Tissue sections were stained for EpCAM (clone Ber-EP4, 1:50; cat # M0804, Dako, Agilent, Santa Clara, CA, USA), EMA (clone E29, 1:200; cat # M0613, Dako), GATA3 (clone L50-823, 1:100; cat # 390M-16, Medac, Wedel, Germany), S100 (polyclonal, 1:4000; cat # Z0311, Dako), and vimentin (clone SP20, 1:400; cat # RM-9120-s, Thermo Fisher Scientific, Waltham, MA, USA). Sections were subjected to heat-induced citrate-based (for EpCAM and vimentin) or EDTA-based (for EMA and GATA3) antigen retrieval. Antibody binding was visualized using the EnVision Detection System, Peroxidase/DAB, Rabbit/Mouse (cat # K5007, Dako) according to the manufacturer’s instructions.

Statistics

Statistical analysis was performed using GraphPad Prism software version 7.03 (GraphPad Software, La Jolla, CA, USA, www.graphpad.com). Differences between groups were estimated by Fisher’s exact test. P < 0.05 was considered significant.

Results

All BCC cases tested immunohistochemically positive for the expression of EpCAM. Loss of EpCAM along the tumor front/infiltrating islands was observed in 29 of 48 (60.4%) infiltrative BCC and in 6 of 48 (12.5%) nodular BCC (P < 0.0001) (Figure 1). EpCAM loss was mainly restricted to the invasive front. EpCAM staining demonstrated a heterogeneous expression pattern with strong EpCAM expression in superficial and central tumor parts and weak to total EpCAM loss at the deeper infiltrating tumor fingers including the invasive front (Figure 2). Perineural invasion as demonstrated by tumor cells being adjacent to S100 positive neural structures was observed in three of 12 (25.0%) infiltrative BCC and one of 24 (4.2%) nodular BCC. GATA3 and EMA expression were exemplarily tested in a subset of 10 cases in order to investigate their function as helpful tools in ambiguous BCC cases. GATA3 staining was seen as homogenous staining in seven of seven (100%) infiltrative BCC and 10 of 10 (100%) nodular BCC. EMA expression was absent in seven of seven (100%) infiltrative BCC and 10 of 10 (100%) nodular BCC (Table 1).
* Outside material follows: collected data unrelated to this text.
//! Point-in-time index membership records.
//!
//! Membership is stored as half-open intervals `[entry_date, exit_date)`. A
//! ticker that left and later re-joined the index carries one record per
//! stint.
//!
//! Three input forms are supported:
//! - interval CSV: `ticker,entry_date,exit_date` (exit empty while a member);
//! - monthly panel CSV: `date,ticker,in_index`, one row per month and member;
//! - change log: the current constituents plus dated add/remove events, rolled
//!   back to a start date and replayed forward ([`reconstruct_intervals`]).

use crate::calendar::{months_between, parse_date};
use crate::error::{DataError, Result, require_file};
use crate::ticker::normalize_ticker;
use chrono::{Datelike, NaiveDate};
use serde::{Deserialize, Serialize};
use std::collections::{BTreeMap, BTreeSet};
use std::path::Path;
use tracing::{debug, info};

/// Change-log events dated before this are ignored.
pub const EARLIEST_EVENT_YEAR: i32 = 1990;

/// One membership stint of a ticker in the index.
#[derive(Debug, Clone, PartialEq, Eq, PartialOrd, Ord, Serialize, Deserialize)]
pub struct ConstituentRecord {
    /// Ticker, normalised for the quote provider
    pub ticker: String,
    /// First date the ticker is a member
    pub entry_date: NaiveDate,
    /// First date the ticker is no longer a member
    pub exit_date: Option<NaiveDate>,
}

impl ConstituentRecord {
    /// Create a validated record.
    pub fn new(ticker: &str, entry_date: NaiveDate, exit_date: Option<NaiveDate>) -> Result<Self> {
        let record = Self {
            ticker: normalize_ticker(ticker),
            entry_date,
            exit_date,
        };
        record.validate()?;
        Ok(record)
    }

    /// Check the record invariants: non-empty ticker and exit after entry.
    pub fn validate(&self) -> Result<()> {
        if self.ticker.is_empty() {
            return Err(DataError::Validation("empty ticker".to_string()));
        }
        if let Some(exit) = self.exit_date
            && exit <= self.entry_date
        {
            return Err(DataError::Validation(format!(
                "{}: exit date {} is not after entry date {}",
                self.ticker, exit, self.entry_date
            )));
        }
        Ok(())
    }

    /// Whether the ticker is an index member on `date`.
    pub fn is_member_on(&self, date: NaiveDate) -> bool {
        self.entry_date <= date && self.exit_date.is_none_or(|exit| exit > date)
    }
}

/// A dated batch of index additions and removals.
#[derive(Debug, Clone, PartialEq, Eq, Serialize, Deserialize)]
pub struct MembershipChange {
    /// Effective date of the change
    pub date: NaiveDate,
    /// Tickers added to the index
    pub added: Vec<String>,
    /// Tickers removed from the index
    pub removed: Vec<String>,
}

impl MembershipChange {
    /// Whether the event changes nothing.
    pub fn is_empty(&self) -> bool {
        self.added.is_empty() && self.removed.is_empty()
    }
}

fn open_reader(path: &Path) -> Result<csv::Reader<std::fs::File>> {
    require_file(path)?;
    Ok(csv::ReaderBuilder::new()
        .trim(csv::Trim::All)
        .flexible(true)
        .from_path(path)?)
}

fn header_index(headers: &csv::StringRecord, names: &[&str]) -> Option<usize> {
    headers
        .iter()
        .position(|h| names.iter().any(|n| h.eq_ignore_ascii_case(n)))
}

fn required_column(headers: &csv::StringRecord, names: &[&str], path: &Path) -> Result<usize> {
    header_index(headers, names).ok_or_else(|| {
        DataError::Parse(format!(
            "{}: missing column '{}'",
            path.display(),
            names.first().copied().unwrap_or_default()
        ))
    })
}

fn date_cell(record: &csv::StringRecord, idx: usize, line: usize) -> Result<NaiveDate> {
    let raw = record.get(idx).unwrap_or_default();
    parse_date(raw).ok_or_else(|| DataError::Parse(format!("line {line}: invalid date '{raw}'")))
}

/// Load membership records from a CSV file in interval or panel form.
///
/// The form is detected from the header: an `entry_date` column selects the
/// interval form, an `in_index` column (or bare `date,ticker`) the panel form.
pub fn load_records<P: AsRef<Path>>(path: P) -> Result<Vec<ConstituentRecord>> {
    let path = path.as_ref();
    let mut reader = open_reader(path)?;
    let headers = reader.headers()?.clone();

    let records = if header_index(&headers, &["entry_date", "start_date"]).is_some() {
        load_interval_rows(&mut reader, &headers, path)?
    } else {
        let months = load_panel_rows(&mut reader, &headers, path)?;
        intervals_from_panel(&months)
    };

    info!(
        path = %path.display(),
        records = records.len(),
        "loaded index membership"
    );
    Ok(records)
}

fn load_interval_rows(
    reader: &mut csv::Reader<std::fs::File>,
    headers: &csv::StringRecord,
    path: &Path,
) -> Result<Vec<ConstituentRecord>> {
    let ticker_idx = required_column(headers, &["ticker", "symbol"], path)?;
    let entry_idx = required_column(headers, &["entry_date", "start_date"], path)?;
    let exit_idx = header_index(headers, &["exit_date", "end_date"]);

    let mut records = Vec::new();
    for (i, row) in reader.records().enumerate() {
        let row = row?;
        let line = i + 2;
        let entry = date_cell(&row, entry_idx, line)?;
        let exit = match exit_idx {
            Some(idx) if !row.get(idx).unwrap_or_default().is_empty() => {
                Some(date_cell(&row, idx, line)?)
            }
            _ => None,
        };
        let ticker = row.get(ticker_idx).unwrap_or_default();
        let record = ConstituentRecord::new(ticker, entry, exit)
            .map_err(|e| DataError::Validation(format!("{}:{line}: {e}", path.display())))?;
        records.push(record);
    }
    records.sort();
    Ok(records)
}

fn load_panel_rows(
    reader: &mut csv::Reader<std::fs::File>,
    headers: &csv::StringRecord,
    path: &Path,
) -> Result<BTreeMap<String, BTreeSet<NaiveDate>>> {
    let date_idx = required_column(headers, &["date", "month"], path)?;
    let ticker_idx = required_column(headers, &["ticker", "symbol"], path)?;
    let flag_idx = header_index(headers, &["in_index"]);

    let mut months: BTreeMap<String, BTreeSet<NaiveDate>> = BTreeMap::new();
    for (i, row) in reader.records().enumerate() {
        let row = row?;
        let line = i + 2;
        if let Some(idx) = flag_idx {
            let flag: f64 = row
                .get(idx)
                .unwrap_or_default()
                .parse()
                .map_err(|_| DataError::Parse(format!("line {line}: invalid in_index value")))?;
            if flag <= 0.5 {
                continue;
            }
        }
        let ticker = normalize_ticker(row.get(ticker_idx).unwrap_or_default());
        if ticker.is_empty() {
            continue;
        }
        let date = date_cell(&row, date_idx, line)?;
        months.entry(ticker).or_default().insert(date);
    }
    Ok(months)
}

fn first_of_month(date: NaiveDate) -> NaiveDate {
    date.with_day(1).unwrap_or(date)
}

fn first_of_next_month(date: NaiveDate) -> NaiveDate {
    crate::calendar::month_end(date).succ_opt().unwrap_or(date)
}

/// Merge per-ticker member months into membership intervals.
///
/// Consecutive months form one interval running from the first day of the
/// first month to the first day of the month after the last one. A gap of a
/// month or more starts a new interval.
pub fn intervals_from_panel(months: &BTreeMap<String, BTreeSet<NaiveDate>>) -> Vec<ConstituentRecord> {
    let mut records = Vec::new();
    for (ticker, dates) in months {
        let mut iter = dates.iter().copied();
        let Some(first) = iter.next() else { continue };
        let (mut start, mut last) = (first, first);
        for date in iter {
            if months_between(last, date) > 1 {
                records.push(ConstituentRecord {
                    ticker: ticker.clone(),
                    entry_date: first_of_month(start),
                    exit_date: Some(first_of_next_month(last)),
                });
                start = date;
            }
            last = date;
        }
        records.push(ConstituentRecord {
            ticker: ticker.clone(),
            entry_date: first_of_month(start),
            exit_date: Some(first_of_next_month(last)),
        });
    }
    records.sort();
    records
}

/// Load the current constituent list: one ticker per row, first column.
pub fn load_current<P: AsRef<Path>>(path: P) -> Result<BTreeSet<String>> {
    let path = path.as_ref();
    let mut reader = open_reader(path)?;
    let headers = reader.headers()?.clone();
    let idx = header_index(&headers, &["ticker", "symbol"]).unwrap_or(0);

    let mut tickers = BTreeSet::new();
    for row in reader.records() {
        let ticker = normalize_ticker(row?.get(idx).unwrap_or_default());
        if !ticker.is_empty() {
            tickers.insert(ticker);
        }
    }
    Ok(tickers)
}

/// Load a change log with columns `date,added,removed`.
///
/// Several tickers in one cell are separated by `;`. Events without any
/// ticker are dropped.
pub fn load_changes<P: AsRef<Path>>(path: P) -> Result<Vec<MembershipChange>> {
    let path = path.as_ref();
    let mut reader = open_reader(path)?;
    let headers = reader.headers()?.clone();
    let date_idx = required_column(&headers, &["date"], path)?;
    let added_idx = header_index(&headers, &["added"]);
    let removed_idx = header_index(&headers, &["removed"]);

    let split = |cell: Option<&str>| -> Vec<String> {
        cell.unwrap_or_default()
            .split(';')
            .map(normalize_ticker)
            .filter(|t| !t.is_empty())
            .collect()
    };

    let mut changes = Vec::new();
    for (i, row) in reader.records().enumerate() {
        let row = row?;
        let change = MembershipChange {
            date: date_cell(&row, date_idx, i + 2)?,
            added: split(added_idx.and_then(|idx| row.get(idx))),
            removed: split(removed_idx.and_then(|idx| row.get(idx))),
        };
        if !change.is_empty() {
            changes.push(change);
        }
    }
    changes.sort_by_key(|c| c.date);
    Ok(changes)
}

/// Rebuild membership intervals from the current constituents and a change log.
///
/// Every event dated after `start` is undone in reverse order to recover the
/// constituents on `start`. Events in `(start, end]` are then replayed in
/// date order, closing an interval on removal and opening one on addition.
/// Intervals still open after `end` keep an empty exit date.
pub fn reconstruct_intervals(
    current: &BTreeSet<String>,
    changes: &[MembershipChange],
    start: NaiveDate,
    end: NaiveDate,
) -> Result<Vec<ConstituentRecord>> {
    if start > end {
        return Err(DataError::InvalidDateRange {
            start: start.to_string(),
            end: end.to_string(),
        });
    }

    let mut events: Vec<&MembershipChange> = changes
        .iter()
        .filter(|c| c.date.year() >= EARLIEST_EVENT_YEAR && !c.is_empty())
        .collect();
    events.sort_by_key(|c| c.date);

    let mut members = current.clone();
    for event in events.iter().rev().filter(|e| e.date > start) {
        for added in &event.added {
            members.remove(added);
        }
        for removed in &event.removed {
            members.insert(removed.clone());
        }
    }
    debug!(members = members.len(), %start, "rolled back membership");

    let mut open: BTreeMap<String, NaiveDate> =
        members.into_iter().map(|t| (t, start)).collect();
    let mut records = Vec::new();

    for event in events.iter().filter(|e| e.date > start && e.date <= end) {
        for removed in &event.removed {
            if let Some(entry) = open.remove(removed)
                && entry < event.date
            {
                records.push(ConstituentRecord {
                    ticker: removed.clone(),
                    entry_date: entry,
                    exit_date: Some(event.date),
                });
            }
        }
        for added in &event.added {
            open.entry(added.clone()).or_insert(event.date);
        }
    }

    records.extend(open.into_iter().map(|(ticker, entry)| ConstituentRecord {
        ticker,
        entry_date: entry,
        exit_date: None,
    }));
    records.sort();
    Ok(records)
}

/// Write records in interval form.
pub fn write_records<P: AsRef<Path>>(path: P, records: &[ConstituentRecord]) -> Result<()> {
    let mut writer = csv::Writer::from_path(path)?;
    writer.write_record(["ticker", "entry_date", "exit_date"])?;
    for record in records {
        writer.write_record([
            record.ticker.clone(),
            record.entry_date.to_string(),
            record.exit_date.map(|d| d.to_string()).unwrap_or_default(),
        ])?;
    }
    writer.flush()?;
    Ok(())
}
Vimentin counter staining of the stroma was used for a better identification of small BCC tumor islets (Figure 2).

Figure 1.

Figure 1

EpCAM loss (EpCAM-) is associated with infiltrating BCC (IBCC) as compared to nodular BCC (NBCC), n=48 cases per group, *P < 0.0001.

Figure 2.

Figure 2

Histopathological examination demonstrating the immunohistochemical features of two cases (A, B) of infiltrating BCC. Vimentin-staining depicts the stroma, GATA3-staining was used to unmask small tumor islands that would have otherwise been missed by H&E or EpCAM-staining. (A) Scale bar: 500 µm; (B) Scale bar: 200 µm, arrow depicting the infiltrating tumor islands with detected EpCAM loss (H&E, anti-vimentin, anti-EpCAM, anti-GATA3).

Table 1.

Immunohistochemical features of infiltrative and nodular basal cell carcinoma

Infiltrative BCC Nodular BCC
Total no 48 48
EpCAM loss* 29 6
Perineural invasion 3 out of 12 cases 1 out of 24 cases
GATA3 7 positive out of 7 cases 10 positive out of 10 cases
EMA 7 negative out of 7 cases 10 negative out of 10 cases
*

Fisher’s exact test, P < 0.0001.

Discussion

To our knowledge, the loss of EpCAM along the invasive front of infiltrative BCC has not been described so far. We found a statistically relevant loss of EpCAM expression in infiltrating BCC as compared to nodular BCC. EpCAM loss was mainly restricted to the tumor invasion front as well as deeper infiltrating tumor islands. Immunhistochemical stainings for GATA3 and EMA showed an universal positivity and negativity in 10 cases, respectively. Thus, especially in infiltrative BCC cases the use of GATA3 can facilitate detecting single tumor islands that have lost their EpCAM expression and are otherwise too small in order to be detected in conventional H&E staining.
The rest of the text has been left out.